I have two kernels performing SGEMV for matrix A (MxN) and B(Nx1) resulting in C(Mx1)

2D grid block:

```
__global__
void version2D(float *A, float *B, float *C, int M, int N, float alpha, float beta){
int i = blockIdx.x * blockDim.x + threadIdx.x;
int j = blockIdx.y * blockDim.y + threadIdx.y;
float tmp = 0.;
if(i < N and j < M){
for(int k = 0; k < N; k++){
tmp += A[j*N + k] * B[k];
}
C[j] = alpha * tmp + beta * C[j];
}
}
```

called by

```
NUMTHREADS = 32;
BLOCKSIZE.x = NUMTHREADS, BLOCKSIZE.y = NUMTHREADS;
GRIDSIZE.x = CEIL_DIV(N, NUMTHREADS), GRIDSIZE.y = CEIL_DIV(M, NUMTHREADS);
printf("Grid : {%d, %d, %d} blocks.
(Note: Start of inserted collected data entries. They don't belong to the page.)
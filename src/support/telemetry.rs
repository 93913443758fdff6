//! Tracing subscriber setup

use tracing_subscriber::layer::SubscriberExt;
use tracing_subscriber::util::SubscriberInitExt;
use tracing_subscriber::EnvFilter;

use crate::config::LoggingConfig;

/// Install the global subscriber. `RUST_LOG` overrides `logging.level`;
/// `logging.format = "json"` switches to JSON lines.
///
/// Returns `false` when a subscriber was already installed.
pub fn init_tracing(config: &LoggingConfig) -> bool {
    let env_filter =
        EnvFilter::try_from_default_env().unwrap_or_else(|_| EnvFilter::new(&config.level));

    let installed = match config.format.to_lowercase().as_str() {
        "json" => tracing_subscriber::registry()
            .with(env_filter)
            .with(tracing_subscriber::fmt::layer().json())
            .try_init(),
        _ => tracing_subscriber::registry()
            .with(env_filter)
            .with(tracing_subscriber::fmt::layer())
            .try_init(),
    };
    installed.is_ok()
}
//! Configuration module
//!
//! Reads a TOML file (default `~/.config/ocpp-smart-charging/config.toml`).
//! Every section is optional and falls back to its defaults.

use std::collections::HashSet;
use std::path::{Path, PathBuf};

use serde::{Deserialize, Serialize};

use crate::domain::charging_profile::{
    ChargingRateUnit, CompositeScheduleDefaultLimits, DEFAULT_AND_MAX_NUMBER_PHASES,
};
use crate::domain::ports::CurrentPhaseType;
use crate::support::errors::ConfigError;

/// Default location of the configuration file.
pub fn default_config_path() -> PathBuf {
    dirs_next::config_dir()
        .unwrap_or_else(|| PathBuf::from("."))
        .join("ocpp-smart-charging")
        .join("config.toml")
}

#[derive(Debug, Clone, Default, Serialize, Deserialize)]
#[serde(default)]
pub struct AppConfig {
    pub logging: LoggingConfig,
    pub smart_charging: SmartChargingConfig,
    pub device_model: DeviceModelConfig,
}

impl AppConfig {
    /// Load and validate the configuration at `path`.
    pub fn load(path: &Path) -> Result<Self, ConfigError> {
        let contents = std::fs::read_to_string(path).map_err(|source| ConfigError::Io {
            path: path.display().to_string(),
            source,
        })?;
        Self::from_toml_str(&contents)
    }

    pub fn from_toml_str(contents: &str) -> Result<Self, ConfigError> {
        let config: Self = toml::from_str(contents)?;
        config.validate()?;
        Ok(config)
    }

    pub fn validate(&self) -> Result<(), ConfigError> {
        let sc = &self.smart_charging;
        if sc.default_limit_amps <= 0.0 || sc.default_limit_watts <= 0.0 {
            return Err(ConfigError::Invalid(
                "default limits must be greater than zero".to_string(),
            ));
        }
        if !(1..=DEFAULT_AND_MAX_NUMBER_PHASES).contains(&sc.default_number_phases) {
            return Err(ConfigError::Invalid(format!(
                "default_number_phases must be within 1..={}, got {}",
                DEFAULT_AND_MAX_NUMBER_PHASES, sc.default_number_phases
            )));
        }

        let dm = &self.device_model;
        if dm.supported_charging_rate_units.is_empty() {
            return Err(ConfigError::Invalid(
                "supported_charging_rate_units must not be empty".to_string(),
            ));
        }
        check_supply_phases("station", dm.supply_phases)?;

        let mut seen = HashSet::new();
        for evse in &dm.evses {
            if evse.id <= 0 {
                return Err(ConfigError::Invalid(format!(
                    "EVSE ids must be greater than zero, got {}",
                    evse.id
                )));
            }
            if !seen.insert(evse.id) {
                return Err(ConfigError::Invalid(format!("duplicate EVSE id {}", evse.id)));
            }
            if let Some(phases) = evse.supply_phases {
                check_supply_phases(&format!("EVSE {}", evse.id), phases)?;
            }
        }
        Ok(())
    }
}

fn check_supply_phases(scope: &str, phases: i32) -> Result<(), ConfigError> {
    if (0..=DEFAULT_AND_MAX_NUMBER_PHASES).contains(&phases) {
        Ok(())
    } else {
        Err(ConfigError::Invalid(format!(
            "{} supply_phases must be within 0..={}, got {}",
            scope, DEFAULT_AND_MAX_NUMBER_PHASES, phases
        )))
    }
}

/// Logging configuration
#[derive(Debug, Clone, Serialize, Deserialize)]
#[serde(default)]
pub struct LoggingConfig {
    /// Env-filter directive, overridden by `RUST_LOG`.
    pub level: String,
    /// `text` or `json`.
    pub format: String,
}

impl Default for LoggingConfig {
    fn default() -> Self {
        Self {
            level: "info".to_string(),
            format: "text".to_string(),
        }
    }
}

/// Smart charging configuration
#[derive(Debug, Clone, Serialize, Deserialize)]
#[serde(default)]
pub struct SmartChargingConfig {
    /// Limit in Amperes applied where no profile applies.
    pub default_limit_amps: f64,
    /// Limit in Watts applied where no profile applies.
    pub default_limit_watts: f64,
    /// Phases reported where no profile specifies them.
    pub default_number_phases: i32,
    /// JSON file backing the profile store; in-memory when absent.
    pub profile_store_path: Option<PathBuf>,
}

impl SmartChargingConfig {
    pub fn default_limits(&self) -> CompositeScheduleDefaultLimits {
        CompositeScheduleDefaultLimits {
            amps: self.default_limit_amps,
            watts: self.default_limit_watts,
            number_phases: self.default_number_phases,
        }
    }
}

impl Default for SmartChargingConfig {
    fn default() -> Self {
        let limits = CompositeScheduleDefaultLimits::default();
        Self {
            default_limit_amps: limits.amps,
            default_limit_watts: limits.watts,
            default_number_phases: limits.number_phases,
            profile_store_path: None,
        }
    }
}

/// Device model values consulted by profile validation.
#[derive(Debug, Clone, Serialize, Deserialize)]
#[serde(default)]
pub struct DeviceModelConfig {
    pub supported_charging_rate_units: Vec<ChargingRateUnit>,
    /// Left unset when the station does not report the capability.
    pub ac_phase_switching_supported: Option<bool>,
    /// Station supply phases: 0 for DC, 1 or 3 for AC.
    pub supply_phases: i32,
    pub evses: Vec<EvseConfig>,
}

impl Default for DeviceModelConfig {
    fn default() -> Self {
        Self {
            supported_charging_rate_units: vec![ChargingRateUnit::A, ChargingRateUnit::W],
            ac_phase_switching_supported: None,
            supply_phases: DEFAULT_AND_MAX_NUMBER_PHASES,
            evses: vec![EvseConfig {
                id: 1,
                phase_type: None,
                supply_phases: None,
            }],
        }
    }
}

#[derive(Debug, Clone, Serialize, Deserialize)]
pub struct EvseConfig {
    pub id: i32,
    /// Inherits the station phase type when absent.
    #[serde(default)]
    pub phase_type: Option<CurrentPhaseType>,
    /// Inherits the station supply phases when absent.
    #[serde(default)]
    pub supply_phases: Option<i32>,
}
//! Core data models for translation

use serde::{Deserialize, Serialize};
use std::fmt;
use std::path::PathBuf;

/// A batch of texts sent to the provider in one call
#[derive(Debug, Clone, Serialize, Deserialize)]
pub struct BatchRequest {
    pub texts: Vec<String>,
    pub source_lang: Option<String>,
    pub target_lang: String,
}

impl BatchRequest {
    pub fn new(texts: Vec<String>, target_lang: impl Into<String>) -> Self {
        Self {
            texts,
            source_lang: None,
            target_lang: target_lang.into(),
        }
    }

    pub fn with_source_lang(mut self, source_lang: impl Into<String>) -> Self {
        self.source_lang = Some(source_lang.into());
        self
    }

    pub fn len(&self) -> usize {
        self.texts.len()
    }

    pub fn is_empty(&self) -> bool {
        self.texts.is_empty()
    }
}

/// A piece of text and where it lives inside its document.
///
/// Locators are computed fresh on every run and never outlive the document
/// they were extracted from.
#[derive(Debug, Clone, PartialEq, Eq)]
pub struct TranslatableUnit<L> {
    pub locator: L,
    pub text: String,
}

impl<L> TranslatableUnit<L> {
    pub fn new(locator: L, text: impl Into<String>) -> Self {
        Self {
            locator,
            text: text.into(),
        }
    }

    /// Blank units are never sent to the provider and never replaced
    pub fn is_blank(&self) -> bool {
        is_blank(&self.text)
    }
}

/// Empty or whitespace-only
pub fn is_blank(text: &str) -> bool {
    text.trim().is_empty()
}

/// What one processor run did to one file
#[derive(Debug, Clone, Copy, Default, PartialEq, Eq, Serialize, Deserialize)]
pub struct ProcessReport {
    /// Units extracted from the document
    pub units: usize,
    /// Units whose text was actually replaced
    pub replaced: usize,
}

/// Result of handling one candidate file
#[derive(Debug)]
pub enum FileStatus {
    Translated(ProcessReport),
    Skipped(String),
    Failed(String),
}

#[derive(Debug)]
pub struct FileOutcome {
    pub path: PathBuf,
    pub status: FileStatus,
}

impl fmt::Display for FileOutcome {
    fn fmt(&self, f: &mut fmt::Formatter<'_>) -> fmt::Result {
        match &self.status {
            FileStatus::Translated(report) => write!(
                f,
                "✅ Success: {} ({}/{} units translated)",
                self.path.display(),
                report.replaced,
                report.units
            ),
            FileStatus::Skipped(reason) => {
                write!(f, "⏩ Skipped: {} ({})", self.path.display(), reason)
            }
            FileStatus::Failed(cause) => {
                write!(f, "⚠ Failed to process {}: {}", self.path.display(), cause)
            }
        }
    }
}

/// Outcomes for a whole run, in processing order
#[derive(Debug, Default)]
pub struct RunSummary {
    pub outcomes: Vec<FileOutcome>,
}

impl RunSummary {
    pub fn translated(&self) -> usize {
        self.count(|s| matches!(s, FileStatus::Translated(_)))
    }

    pub fn skipped(&self) -> usize {
        self.count(|s| matches!(s, FileStatus::Skipped(_)))
    }

    pub fn failed(&self) -> usize {
        self.count(|s| matches!(s, FileStatus::Failed(_)))
    }

    fn count(&self, pred: impl Fn(&FileStatus) -> bool) -> usize {
        self.outcomes.iter().filter(|o| pred(&o.status)).count()
    }
}
//! Chunked, rate-limited translation of ordered text sequences

use std::sync::Arc;
use std::time::Duration;
use tokio::time::sleep;
use tracing::{debug, warn};

use crate::core::config::TranslatorConfig;
use crate::core::models::{is_blank, BatchRequest};
use crate::core::provider::TranslationProvider;

/// Splits texts into chunks, calls the provider once per chunk and sleeps
/// after every chunk.
///
/// The output always has the same length and order as the input. Blank
/// inputs are never sent; a chunk whose provider call fails (or returns the
/// wrong number of texts) comes back unchanged.
#[derive(Debug, Clone)]
pub struct BatchTranslator {
    provider: Arc<dyn TranslationProvider>,
    source_lang: Option<String>,
    batch_size: usize,
    chunk_delay: Duration,
    unit_delay: Duration,
}

impl BatchTranslator {
    /// Create a translator with the default pacing (1s between chunks)
    pub fn new(provider: Arc<dyn TranslationProvider>, batch_size: usize) -> Self {
        Self {
            provider,
            source_lang: None,
            batch_size: batch_size.max(1),
            chunk_delay: Duration::from_secs(1),
            unit_delay: Duration::from_millis(500),
        }
    }

    /// Create from configuration
    pub fn from_config(provider: Arc<dyn TranslationProvider>, config: &TranslatorConfig) -> Self {
        let mut translator = Self::new(provider, config.batch_size)
            .with_chunk_delay(config.chunk_delay())
            .with_unit_delay(config.unit_delay());
        if config.source_lang != "auto" {
            translator = translator.with_source_lang(config.source_lang.clone());
        }
        translator
    }

    pub fn with_source_lang(mut self, source_lang: impl Into<String>) -> Self {
        self.source_lang = Some(source_lang.into());
        self
    }

    pub fn with_batch_size(mut self, batch_size: usize) -> Self {
        self.batch_size = batch_size.max(1);
        self
    }

    pub fn with_chunk_delay(mut self, delay: Duration) -> Self {
        self.chunk_delay = delay;
        self
    }

    pub fn with_unit_delay(mut self, delay: Duration) -> Self {
        self.unit_delay = delay;
        self
    }

    /// One text per provider call, paced by the unit delay
    pub fn per_unit(&self) -> Self {
        Self {
            provider: Arc::clone(&self.provider),
            source_lang: self.source_lang.clone(),
            batch_size: 1,
            chunk_delay: self.unit_delay,
            unit_delay: self.unit_delay,
        }
    }

    pub fn batch_size(&self) -> usize {
        self.batch_size
    }

    /// Translate `texts` into `target_lang`
    pub async fn translate(&self, texts: &[String], target_lang: &str) -> Vec<String> {
        let mut results = texts.to_vec();

        let pending: Vec<usize> = texts
            .iter()
            .enumerate()
            .filter(|(_, text)| !is_blank(text))
            .map(|(idx, _)| idx)
            .collect();

        if pending.is_empty() {
            return results;
        }

        let total_chunks = pending.len().div_ceil(self.batch_size);

        for (chunk_idx, chunk) in pending.chunks(self.batch_size).enumerate() {
            let chunk_texts: Vec<String> = chunk.iter().map(|&idx| texts[idx].clone()).collect();
            let mut request = BatchRequest::new(chunk_texts, target_lang);
            if let Some(source_lang) = &self.source_lang {
                request = request.with_source_lang(source_lang.clone());
            }

            debug!(
                "Translating chunk {}/{} ({} texts)",
                chunk_idx + 1,
                total_chunks,
                request.len()
            );

            match self.provider.translate(&request).await {
                Ok(translated) if translated.len() == chunk.len() => {
                    for (&idx, text) in chunk.iter().zip(translated) {
                        results[idx] = text;
                    }
                }
                Ok(translated) => {
                    warn!(
                        "Chunk {}/{} returned {} translations for {} texts, keeping original text",
                        chunk_idx + 1,
                        total_chunks,
                        translated.len(),
                        chunk.len()
                    );
                }
                Err(e) => {
                    warn!(
                        "Chunk {}/{} failed, keeping original text: {}",
                        chunk_idx + 1,
                        total_chunks,
                        e
                    );
                }
            }

            if !self.chunk_delay.is_zero() {
                sleep(self.chunk_delay).await;
            }
        }

        results
    }
}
Blocks : {%d, %d, %d} threads.\n",
GRIDSIZE.x, GRIDSIZE.y, GRIDSIZE.z, BLOCKSIZE.x, BLOCKSIZE.y, BLOCKSIZE.z);
version2D<<<GRIDSIZE, BLOCKSIZE>>>(A, B, C, M, N, alpha, beta);
```

and another version with 1D grid-block:

```
__global__
void version1D(float *A, float *B, float *C, int M, int N, float alpha, float beta){
int i = blockIdx.x * blockDim.x + threadIdx.x;
float tmp = 0.;
if(i < M){
for(int k = 0; k < N; k++){
tmp += A[i*N + k] * B[k];
}
C[i] = alpha * tmp + beta * C[i];
}
}
```

called by

```
NUMTHREADS = 32;
BLOCKSIZE.x = NUMTHREADS;
GRIDSIZE.x = CEIL_DIV(M, NUMTHREADS);
printf("Calling coalesced access 1D kernel\n");
version1D<<<GRIDSIZE, BLOCKSIZE>>>(A, B, C, M, N, alpha, beta);
```

The 2D grid-block version achieves 0.09% of cuBLAS and 1D grid-block achieves 33.7% of cuBLAS. The 1D version still does not essentially “coalesce” since each thread is exclusively taking care of every “row” of the matrix A. However there is coalescing with respect to B for the 1D grid version. Where else does the performance gain come from for the 1D version?